INPUT FOR THIS TASK:
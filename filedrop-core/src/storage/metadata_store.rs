use crate::{FileDropError, FileRecord, FileSummary, Result};
use async_trait::async_trait;
use chrono::{DateTime, Utc};
use rusqlite::types::Type;
use rusqlite::{Connection, OptionalExtension, params};
use std::path::{Path, PathBuf};

/// Metadata storage contract used by the file operations.
#[async_trait]
pub trait MetadataStore: Send + Sync {
    /// Create the backing table if it does not exist yet.
    async fn ensure_schema(&self) -> Result<()>;

    /// Insert a new record. Fails if the file id is already present.
    async fn put_record(&self, record: &FileRecord) -> Result<()>;

    async fn get_record(&self, file_id: &str) -> Result<Option<FileRecord>>;

    /// All records projected to [`FileSummary`], in backend order.
    async fn list_summaries(&self) -> Result<Vec<FileSummary>>;
}

/// SQLite-backed [`MetadataStore`] for single-node deployments.
///
/// A connection is opened per call on the blocking pool, so the store itself
/// holds no handle and is freely shareable.
#[derive(Debug, Clone)]
pub struct SqliteMetadataStore {
    db_path: PathBuf,
}

impl SqliteMetadataStore {
    pub fn new(db_path: impl Into<PathBuf>) -> Result<Self> {
        let db_path = db_path.into();
        if let Some(parent) = db_path.parent().filter(|p| !p.as_os_str().is_empty()) {
            std::fs::create_dir_all(parent)?;
        }

        let store = Self { db_path };
        init_schema(&store.get_conn()?)?;
        Ok(store)
    }

    pub fn db_path(&self) -> &Path {
        &self.db_path
    }

    fn get_conn(&self) -> Result<Connection> {
        let conn = Connection::open(&self.db_path)?;
        Ok(conn)
    }

    async fn with_conn<T, F>(&self, f: F) -> Result<T>
    where
        T: Send + 'static,
        F: FnOnce(&Connection) -> Result<T> + Send + 'static,
    {
        let store = self.clone();
        tokio::task::spawn_blocking(move || {
            let conn = store.get_conn()?;
            f(&conn)
        })
        .await
        .map_err(|error| FileDropError::Internal(format!("sqlite task failed: {}", error)))?
    }
}

fn init_schema(conn: &Connection) -> Result<()> {
    conn.execute(
        "CREATE TABLE IF NOT EXISTS files (
            file_id TEXT PRIMARY KEY,
            filename TEXT NOT NULL,
            size_bytes INTEGER NOT NULL,
            content_type TEXT NOT NULL,
            sha256 TEXT NOT NULL,
            s3_key TEXT NOT NULL,
            uploaded_at TEXT NOT NULL
        )",
        [],
    )?;

    Ok(())
}

fn parse_timestamp(idx: usize, value: &str) -> rusqlite::Result<DateTime<Utc>> {
    DateTime::parse_from_rfc3339(value)
        .map(|t| t.with_timezone(&Utc))
        .map_err(|e| rusqlite::Error::FromSqlConversionFailure(idx, Type::Text, Box::new(e)))
}

#[async_trait]
impl MetadataStore for SqliteMetadataStore {
    async fn ensure_schema(&self) -> Result<()> {
        self.with_conn(init_schema).await
    }

    async fn put_record(&self, record: &FileRecord) -> Result<()> {
        let record = record.clone();
        self.with_conn(move |conn| {
            conn.execute(
                "INSERT INTO files (
                    file_id, filename, size_bytes, content_type, sha256, s3_key, uploaded_at
                ) VALUES (?1, ?2, ?3, ?4, ?5, ?6, ?7)",
                params![
                    record.file_id,
                    record.filename,
                    record.size_bytes as i64,
                    record.content_type,
                    record.sha256,
                    record.s3_key,
                    record.uploaded_at.to_rfc3339(),
                ],
            )?;
            Ok(())
        })
        .await
    }

    async fn get_record(&self, file_id: &str) -> Result<Option<FileRecord>> {
        let file_id = file_id.to_string();
        self.with_conn(move |conn| {
            let record = conn
                .query_row(
                    "SELECT filename, size_bytes, content_type, sha256, s3_key, uploaded_at
                     FROM files WHERE file_id = ?1",
                    [&file_id],
                    |row| {
                        let size: i64 = row.get(1)?;
                        let uploaded_at: String = row.get(5)?;
                        Ok(FileRecord {
                            file_id: file_id.clone(),
                            filename: row.get(0)?,
                            size_bytes: size as u64,
                            content_type: row.get(2)?,
                            sha256: row.get(3)?,
                            s3_key: row.get(4)?,
                            uploaded_at: parse_timestamp(5, &uploaded_at)?,
                        })
                    },
                )
                .optional()?;
            Ok(record)
        })
        .await
    }

    async fn list_summaries(&self) -> Result<Vec<FileSummary>> {
        self.with_conn(|conn| {
            let mut stmt =
                conn.prepare("SELECT file_id, filename, size_bytes, uploaded_at FROM files")?;

            let rows = stmt.query_map([], |row| {
                let size: i64 = row.get(2)?;
                let uploaded_at: String = row.get(3)?;
                Ok(FileSummary {
                    file_id: row.get(0)?,
                    filename: row.get(1)?,
                    size_bytes: size as u64,
                    uploaded_at: parse_timestamp(3, &uploaded_at)?,
                })
            })?;

            let mut summaries = Vec::new();
            for row in rows {
                summaries.push(row?);
            }

            Ok(summaries)
        })
        .await
    }
}
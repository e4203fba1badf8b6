use clap::{Parser, Subcommand};
use filedrop_server::{Config, init_storage, run_server};
use tracing_subscriber::layer::SubscriberExt;
use tracing_subscriber::util::SubscriberInitExt;

#[derive(Parser)]
#[command(name = "filedrop")]
#[command(about = "Upload, list and download files over S3 and DynamoDB")]
struct Cli {
    #[command(subcommand)]
    command: Commands,
}

#[derive(Subcommand)]
enum Commands {
    /// Start the HTTP server
    Server {
        /// Path to configuration file
        #[arg(short, long)]
        config: Option<String>,
    },
    /// Create the metadata table or schema, then exit
    Init {
        /// Path to configuration file
        #[arg(short, long)]
        config: Option<String>,
    },
}

fn load_config(path: Option<&str>) -> Config {
    match Config::load(path) {
        Ok(config) => config,
        Err(e) => {
            tracing::error!("Failed to load config: {}", e);
            std::process::exit(1);
        }
    }
}

#[tokio::main]
async fn main() {
    tracing_subscriber::registry()
        .with(
            tracing_subscriber::EnvFilter::try_from_default_env()
                .unwrap_or_else(|_| "filedrop=info,tower_http=info".into()),
        )
        .with(tracing_subscriber::fmt::layer())
        .init();

    let cli = Cli::parse();

    match cli.command {
        Commands::Server { config } => {
            let cfg = load_config(config.as_deref());
            tracing::info!(
                "Starting Filedrop server. bind={} bucket={} table={}",
                cfg.server.bind_addr,
                cfg.storage.bucket,
                cfg.storage.table
            );

            if let Err(e) = run_server(cfg).await {
                tracing::error!("Server error: {}", e);
                std::process::exit(1);
            }
        }
        Commands::Init { config } => {
            let cfg = load_config(config.as_deref());
            if let Err(e) = init_storage(&cfg).await {
                tracing::error!("Initialization failed: {}", e);
                std::process::exit(1);
            }
            tracing::info!("Initialization completed");
        }
    }
}
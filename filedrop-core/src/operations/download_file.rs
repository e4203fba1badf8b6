use crate::{BlobStore, BlobStream, FileRecord, MetadataStore, Result};
use std::sync::Arc;

#[derive(Clone)]
pub struct DownloadFileOperation {
    blob_store: Arc<dyn BlobStore>,
    metadata_store: Arc<dyn MetadataStore>,
}

#[derive(Debug, Clone)]
pub struct DownloadFileOperationRequest {
    pub file_id: String,
}

pub struct DownloadFileOperationResult {
    pub record: FileRecord,
    /// Byte count reported by the blob store for the opened object.
    pub size: u64,
    pub body: BlobStream,
}

impl std::fmt::Debug for DownloadFileOperationResult {
    fn fmt(&self, f: &mut std::fmt::Formatter<'_>) -> std::fmt::Result {
        f.debug_struct("DownloadFileOperationResult")
            .field("record", &self.record)
            .field("size", &self.size)
            .finish_non_exhaustive()
    }
}

#[derive(Debug)]
pub enum DownloadFileOperationOutcome {
    Found(DownloadFileOperationResult),
    NotFound,
}

impl DownloadFileOperation {
    pub fn new(blob_store: Arc<dyn BlobStore>, metadata_store: Arc<dyn MetadataStore>) -> Self {
        Self {
            blob_store,
            metadata_store,
        }
    }

    pub async fn run(
        &self,
        request: DownloadFileOperationRequest,
    ) -> Result<DownloadFileOperationOutcome> {
        let DownloadFileOperationRequest { file_id } = request;

        let Some(record) = self.metadata_store.get_record(&file_id).await? else {
            tracing::info!("Download requested for unknown file_id={}", file_id);
            return Ok(DownloadFileOperationOutcome::NotFound);
        };

        // A record whose blob is gone is a storage fault, not a missing file.
        let blob = self.blob_store.open(&record.s3_key).await?;
        if blob.size != record.size_bytes {
            tracing::warn!(
                "Blob size differs from metadata. file_id={} recorded={} stored={}",
                file_id,
                record.size_bytes,
                blob.size
            );
        }

        tracing::info!("Serving file_id={} filename={}", file_id, record.filename);

        Ok(DownloadFileOperationOutcome::Found(
            DownloadFileOperationResult {
                record,
                size: blob.size,
                body: blob.stream,
            },
        ))
    }
}

#[cfg(test)]
mod tests {
    use super::*;
    use crate::testing::TestStores;
    use crate::{FileDropError, blob_key, collect_stream, compute_hash};
    use chrono::Utc;
    use std::io::Cursor;

    async fn seed(stores: &TestStores, file_id: &str, body: &[u8]) -> FileRecord {
        let key = blob_key(file_id);
        let mut reader = Cursor::new(body.to_vec());
        stores.blob_store.put_reader(&key, &mut reader).await.unwrap();

        let record = FileRecord {
            file_id: file_id.to_string(),
            filename: "test.txt".to_string(),
            size_bytes: body.len() as u64,
            content_type: "text/plain".to_string(),
            sha256: compute_hash(body),
            s3_key: key,
            uploaded_at: Utc::now(),
        };
        stores.metadata_store.put_record(&record).await.unwrap();
        record
    }

    fn operation(stores: &TestStores) -> DownloadFileOperation {
        DownloadFileOperation::new(stores.blob_store.clone(), stores.metadata_store.clone())
    }

    fn request(file_id: &str) -> DownloadFileOperationRequest {
        DownloadFileOperationRequest {
            file_id: file_id.to_string(),
        }
    }

    #[tokio::test]
    async fn test_download_streams_stored_bytes() {
        let stores = TestStores::new();
        let record = seed(&stores, "f-1", b"hello").await;

        let outcome = operation(&stores).run(request("f-1")).await.unwrap();
        let DownloadFileOperationOutcome::Found(result) = outcome else {
            panic!("expected file to be found");
        };

        assert_eq!(result.record, record);
        assert_eq!(result.size, 5);
        assert_eq!(collect_stream(result.body).await.unwrap(), b"hello");
    }

    #[tokio::test]
    async fn test_download_unknown_id() {
        let stores = TestStores::new();
        let outcome = operation(&stores).run(request("missing")).await.unwrap();
        assert!(matches!(outcome, DownloadFileOperationOutcome::NotFound));
    }

    #[tokio::test]
    async fn test_download_missing_blob_is_storage_error() {
        let stores = TestStores::new();
        let record = seed(&stores, "f-2", b"gone").await;
        stores.blob_store.delete(&record.s3_key).await.unwrap();

        let result = operation(&stores).run(request("f-2")).await;
        assert!(matches!(result, Err(FileDropError::StorageUnavailable(_))));
    }
}
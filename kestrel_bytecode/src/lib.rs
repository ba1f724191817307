//! # Kestrel Bytecode
//!
//! The executable form of Kestrel functions.
//!
//! - **Opcodes**: [`Opcode`] with stack effects and jump encodings
//! - **Code Units**: 16-bit [`CodeUnit`]s and `EXTENDED_ARG` folding
//! - **Code Objects**: [`CodeObject`] with its line table and locals layout
//! - **Quickening Layout**: [`QuickenedCode`], the shared cache/instruction buffer
//! - **Construction**: [`CodeBuilder`]

#![warn(missing_docs)]
#![warn(clippy::all)]
#![allow(clippy::module_name_repetitions)]

pub mod builder;
pub mod code_object;
pub mod instruction;
pub mod opcode;
pub mod quickened;

pub use builder::{CodeBuilder, Label};
pub use code_object::{CodeFlags, CodeObject, LineTableEntry, LocalKind};
pub use instruction::{CodeUnit, full_arg};
pub use opcode::{HAVE_ARGUMENT, JumpKind, Opcode};
pub use quickened::{
    AdaptiveEntry, AttrCache, CallCache, LoadGlobalCache, QuickenedCode, SpecializedCacheEntry,
};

TASK ITEM: Lines holding the string "params": find them in the listing above and copy each one.

ANSWER SECTION:
use rusqlite::{Connection, OptionalExtension, params};
                params![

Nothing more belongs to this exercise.